▶ _YOUR TASK_: Among the entries below, one line contains "ExitCode::FAILURE" and another contains "let summary = pipeline::run_qc(&raw_sessions_dir, &config)?;". Transcribe those two lines and every line between them, exactly.

Saved data entries:
▶

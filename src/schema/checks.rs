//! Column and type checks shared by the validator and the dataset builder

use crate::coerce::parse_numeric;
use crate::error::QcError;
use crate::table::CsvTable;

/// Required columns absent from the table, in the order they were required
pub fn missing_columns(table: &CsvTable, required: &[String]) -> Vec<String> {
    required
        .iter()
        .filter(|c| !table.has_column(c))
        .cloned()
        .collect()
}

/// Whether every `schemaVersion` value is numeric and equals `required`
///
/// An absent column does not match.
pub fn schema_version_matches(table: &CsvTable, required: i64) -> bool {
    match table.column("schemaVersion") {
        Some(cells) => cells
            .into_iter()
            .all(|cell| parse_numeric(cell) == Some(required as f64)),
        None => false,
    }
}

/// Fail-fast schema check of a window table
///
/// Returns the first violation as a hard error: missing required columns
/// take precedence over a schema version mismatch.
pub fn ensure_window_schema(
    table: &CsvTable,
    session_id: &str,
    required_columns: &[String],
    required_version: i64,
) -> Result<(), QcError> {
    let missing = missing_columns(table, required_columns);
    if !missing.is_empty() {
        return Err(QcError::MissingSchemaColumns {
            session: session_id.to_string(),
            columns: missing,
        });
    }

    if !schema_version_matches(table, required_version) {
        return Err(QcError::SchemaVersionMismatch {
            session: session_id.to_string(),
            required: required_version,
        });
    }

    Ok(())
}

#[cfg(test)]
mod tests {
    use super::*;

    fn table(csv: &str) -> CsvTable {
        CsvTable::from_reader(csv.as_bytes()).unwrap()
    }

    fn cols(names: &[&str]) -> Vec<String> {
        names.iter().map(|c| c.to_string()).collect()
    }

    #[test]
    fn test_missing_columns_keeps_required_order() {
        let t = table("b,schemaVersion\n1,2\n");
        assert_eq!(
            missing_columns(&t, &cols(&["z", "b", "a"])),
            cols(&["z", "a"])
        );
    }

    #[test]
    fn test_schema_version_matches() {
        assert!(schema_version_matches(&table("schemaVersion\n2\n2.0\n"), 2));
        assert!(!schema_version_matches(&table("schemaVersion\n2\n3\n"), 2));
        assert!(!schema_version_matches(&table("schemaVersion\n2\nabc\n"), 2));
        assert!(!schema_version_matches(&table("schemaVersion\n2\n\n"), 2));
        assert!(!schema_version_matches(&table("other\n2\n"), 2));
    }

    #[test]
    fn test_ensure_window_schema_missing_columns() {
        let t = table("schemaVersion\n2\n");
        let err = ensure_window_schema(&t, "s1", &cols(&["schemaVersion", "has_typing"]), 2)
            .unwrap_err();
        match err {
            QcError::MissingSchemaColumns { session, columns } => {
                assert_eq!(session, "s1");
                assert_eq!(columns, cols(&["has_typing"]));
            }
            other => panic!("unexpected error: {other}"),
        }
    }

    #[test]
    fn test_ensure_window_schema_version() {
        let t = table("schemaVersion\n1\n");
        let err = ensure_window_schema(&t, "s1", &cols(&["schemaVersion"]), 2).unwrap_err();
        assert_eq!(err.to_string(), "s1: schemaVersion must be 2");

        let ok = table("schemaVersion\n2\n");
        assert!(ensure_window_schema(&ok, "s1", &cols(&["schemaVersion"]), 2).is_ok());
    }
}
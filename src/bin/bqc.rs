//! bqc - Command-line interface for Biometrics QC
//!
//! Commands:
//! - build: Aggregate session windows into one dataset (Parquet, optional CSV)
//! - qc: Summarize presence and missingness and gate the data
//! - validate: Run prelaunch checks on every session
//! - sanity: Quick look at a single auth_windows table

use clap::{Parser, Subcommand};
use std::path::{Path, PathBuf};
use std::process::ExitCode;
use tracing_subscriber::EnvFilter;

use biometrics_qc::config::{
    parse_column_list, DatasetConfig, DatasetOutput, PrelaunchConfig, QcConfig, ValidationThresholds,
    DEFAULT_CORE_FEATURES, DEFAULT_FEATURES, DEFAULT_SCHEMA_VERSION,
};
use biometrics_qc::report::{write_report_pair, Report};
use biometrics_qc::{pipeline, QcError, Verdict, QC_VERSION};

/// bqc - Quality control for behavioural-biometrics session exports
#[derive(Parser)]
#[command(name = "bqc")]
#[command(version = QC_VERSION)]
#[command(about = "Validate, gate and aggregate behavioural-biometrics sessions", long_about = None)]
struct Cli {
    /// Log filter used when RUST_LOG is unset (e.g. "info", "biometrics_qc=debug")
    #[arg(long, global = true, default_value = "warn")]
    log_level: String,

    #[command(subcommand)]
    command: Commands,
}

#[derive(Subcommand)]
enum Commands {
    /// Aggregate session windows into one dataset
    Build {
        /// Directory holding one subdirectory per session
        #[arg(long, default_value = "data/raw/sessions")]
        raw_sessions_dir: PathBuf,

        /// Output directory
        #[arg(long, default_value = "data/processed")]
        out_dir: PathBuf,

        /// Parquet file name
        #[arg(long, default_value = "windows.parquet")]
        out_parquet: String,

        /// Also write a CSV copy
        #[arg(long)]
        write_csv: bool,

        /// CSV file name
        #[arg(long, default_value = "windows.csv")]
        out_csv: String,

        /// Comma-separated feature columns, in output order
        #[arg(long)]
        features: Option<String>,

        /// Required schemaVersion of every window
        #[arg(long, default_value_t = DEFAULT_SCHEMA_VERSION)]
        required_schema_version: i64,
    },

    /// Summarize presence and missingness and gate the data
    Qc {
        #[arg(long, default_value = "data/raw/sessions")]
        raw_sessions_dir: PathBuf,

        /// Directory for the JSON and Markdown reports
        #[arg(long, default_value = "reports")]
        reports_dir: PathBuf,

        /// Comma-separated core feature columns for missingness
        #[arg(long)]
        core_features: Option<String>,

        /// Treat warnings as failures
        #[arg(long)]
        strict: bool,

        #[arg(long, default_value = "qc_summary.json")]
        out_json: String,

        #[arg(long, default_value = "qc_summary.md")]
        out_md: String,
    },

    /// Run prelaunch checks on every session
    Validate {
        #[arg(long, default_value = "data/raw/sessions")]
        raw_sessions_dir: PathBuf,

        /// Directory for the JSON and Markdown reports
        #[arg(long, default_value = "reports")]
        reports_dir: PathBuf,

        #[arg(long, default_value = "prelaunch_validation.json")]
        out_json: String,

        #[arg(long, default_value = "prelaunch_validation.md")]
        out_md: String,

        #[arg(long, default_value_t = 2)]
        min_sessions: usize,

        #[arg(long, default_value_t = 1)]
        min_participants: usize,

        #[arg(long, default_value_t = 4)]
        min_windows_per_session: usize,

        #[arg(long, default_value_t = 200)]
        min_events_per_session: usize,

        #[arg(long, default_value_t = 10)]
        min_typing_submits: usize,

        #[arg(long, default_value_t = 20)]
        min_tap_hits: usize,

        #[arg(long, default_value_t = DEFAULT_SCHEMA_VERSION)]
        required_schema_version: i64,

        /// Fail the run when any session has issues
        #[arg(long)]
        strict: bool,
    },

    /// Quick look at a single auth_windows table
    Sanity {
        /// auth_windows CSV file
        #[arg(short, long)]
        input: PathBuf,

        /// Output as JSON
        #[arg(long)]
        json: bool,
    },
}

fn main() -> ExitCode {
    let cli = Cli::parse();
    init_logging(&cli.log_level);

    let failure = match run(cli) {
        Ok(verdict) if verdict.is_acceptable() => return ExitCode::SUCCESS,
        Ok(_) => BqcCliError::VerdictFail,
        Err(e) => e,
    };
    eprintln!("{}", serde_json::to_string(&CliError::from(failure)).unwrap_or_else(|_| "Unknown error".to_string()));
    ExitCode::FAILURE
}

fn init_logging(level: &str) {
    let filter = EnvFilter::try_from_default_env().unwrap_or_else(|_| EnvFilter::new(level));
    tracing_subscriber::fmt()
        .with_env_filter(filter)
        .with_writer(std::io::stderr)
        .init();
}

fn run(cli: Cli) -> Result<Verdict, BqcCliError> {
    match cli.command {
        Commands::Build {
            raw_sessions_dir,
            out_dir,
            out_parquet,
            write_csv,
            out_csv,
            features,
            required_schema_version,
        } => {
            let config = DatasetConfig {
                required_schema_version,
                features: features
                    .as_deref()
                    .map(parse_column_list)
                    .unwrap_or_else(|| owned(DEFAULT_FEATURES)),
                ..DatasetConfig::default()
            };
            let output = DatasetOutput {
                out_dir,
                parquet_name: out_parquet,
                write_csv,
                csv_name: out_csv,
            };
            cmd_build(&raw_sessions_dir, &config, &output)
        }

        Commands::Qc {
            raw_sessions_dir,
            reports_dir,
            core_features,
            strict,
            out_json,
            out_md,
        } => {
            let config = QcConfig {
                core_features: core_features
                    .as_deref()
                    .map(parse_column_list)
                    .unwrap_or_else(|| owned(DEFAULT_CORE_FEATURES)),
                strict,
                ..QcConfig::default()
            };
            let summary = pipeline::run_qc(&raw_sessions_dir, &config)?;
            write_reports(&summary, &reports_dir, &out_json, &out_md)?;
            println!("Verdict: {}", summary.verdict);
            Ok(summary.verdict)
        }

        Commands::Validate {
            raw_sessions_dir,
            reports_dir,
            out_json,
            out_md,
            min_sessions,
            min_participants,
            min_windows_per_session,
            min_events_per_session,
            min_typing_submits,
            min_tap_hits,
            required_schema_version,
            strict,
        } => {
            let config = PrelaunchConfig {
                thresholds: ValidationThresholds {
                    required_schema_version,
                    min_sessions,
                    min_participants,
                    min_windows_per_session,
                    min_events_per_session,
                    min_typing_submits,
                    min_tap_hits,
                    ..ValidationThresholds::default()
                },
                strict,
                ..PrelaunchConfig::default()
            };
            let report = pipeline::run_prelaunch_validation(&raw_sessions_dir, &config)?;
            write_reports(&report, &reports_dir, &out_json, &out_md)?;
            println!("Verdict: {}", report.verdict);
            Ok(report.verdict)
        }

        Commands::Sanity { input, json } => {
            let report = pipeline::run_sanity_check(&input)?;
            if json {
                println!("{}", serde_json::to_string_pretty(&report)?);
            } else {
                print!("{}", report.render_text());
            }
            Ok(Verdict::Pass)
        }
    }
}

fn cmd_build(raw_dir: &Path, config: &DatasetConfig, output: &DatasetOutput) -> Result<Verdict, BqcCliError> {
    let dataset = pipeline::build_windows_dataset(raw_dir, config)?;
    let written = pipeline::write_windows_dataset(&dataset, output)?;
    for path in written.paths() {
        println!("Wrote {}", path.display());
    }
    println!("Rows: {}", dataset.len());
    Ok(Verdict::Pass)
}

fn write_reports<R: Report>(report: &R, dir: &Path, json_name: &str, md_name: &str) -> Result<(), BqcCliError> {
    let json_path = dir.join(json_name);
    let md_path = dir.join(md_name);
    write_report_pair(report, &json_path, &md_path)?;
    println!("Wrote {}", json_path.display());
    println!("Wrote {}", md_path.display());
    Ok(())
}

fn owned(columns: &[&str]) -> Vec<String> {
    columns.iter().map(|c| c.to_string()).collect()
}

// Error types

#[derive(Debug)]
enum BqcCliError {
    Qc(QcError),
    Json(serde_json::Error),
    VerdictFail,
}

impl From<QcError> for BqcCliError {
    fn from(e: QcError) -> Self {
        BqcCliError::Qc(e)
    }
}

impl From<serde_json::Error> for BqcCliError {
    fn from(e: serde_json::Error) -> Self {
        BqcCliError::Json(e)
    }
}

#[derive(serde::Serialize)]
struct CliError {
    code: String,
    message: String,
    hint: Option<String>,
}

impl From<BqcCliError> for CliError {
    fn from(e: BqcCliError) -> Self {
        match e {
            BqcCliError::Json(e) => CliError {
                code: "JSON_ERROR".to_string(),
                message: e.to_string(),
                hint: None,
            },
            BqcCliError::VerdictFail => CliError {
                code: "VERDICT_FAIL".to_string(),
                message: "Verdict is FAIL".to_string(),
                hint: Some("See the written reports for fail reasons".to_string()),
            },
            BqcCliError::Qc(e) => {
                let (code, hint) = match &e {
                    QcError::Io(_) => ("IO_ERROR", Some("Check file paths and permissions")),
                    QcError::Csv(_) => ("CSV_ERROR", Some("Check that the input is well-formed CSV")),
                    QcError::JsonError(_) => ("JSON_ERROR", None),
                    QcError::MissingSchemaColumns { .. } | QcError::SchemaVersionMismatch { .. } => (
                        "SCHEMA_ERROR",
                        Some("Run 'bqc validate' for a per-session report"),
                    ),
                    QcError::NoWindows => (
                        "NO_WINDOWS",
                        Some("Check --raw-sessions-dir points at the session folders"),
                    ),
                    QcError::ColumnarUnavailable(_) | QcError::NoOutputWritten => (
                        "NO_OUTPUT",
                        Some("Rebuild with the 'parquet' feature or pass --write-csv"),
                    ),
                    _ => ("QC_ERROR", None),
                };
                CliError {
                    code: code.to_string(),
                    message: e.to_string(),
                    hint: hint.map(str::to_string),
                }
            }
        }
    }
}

◀

▶ _RESULT OF THE EXERCISE_:
    ExitCode::FAILURE
}

fn init_logging(level: &str) {
    let filter = EnvFilter::try_from_default_env().unwrap_or_else(|_| EnvFilter::new(level));
    tracing_subscriber::fmt()
        .with_env_filter(filter)
        .with_writer(std::io::stderr)
        .init();
}

fn run(cli: Cli) -> Result<Verdict, BqcCliError> {
    match cli.command {
        Commands::Build {
            raw_sessions_dir,
            out_dir,
            out_parquet,
            write_csv,
            out_csv,
            features,
            required_schema_version,
        } => {
            let config = DatasetConfig {
                required_schema_version,
                features: features
                    .as_deref()
                    .map(parse_column_list)
                    .unwrap_or_else(|| owned(DEFAULT_FEATURES)),
                ..DatasetConfig::default()
            };
            let output = DatasetOutput {
                out_dir,
                parquet_name: out_parquet,
                write_csv,
                csv_name: out_csv,
            };
            cmd_build(&raw_sessions_dir, &config, &output)
        }

        Commands::Qc {
            raw_sessions_dir,
            reports_dir,
            core_features,
            strict,
            out_json,
            out_md,
        } => {
            let config = QcConfig {
                core_features: core_features
                    .as_deref()
                    .map(parse_column_list)
                    .unwrap_or_else(|| owned(DEFAULT_CORE_FEATURES)),
                strict,
                ..QcConfig::default()
            };
            let summary = pipeline::run_qc(&raw_sessions_dir, &config)?;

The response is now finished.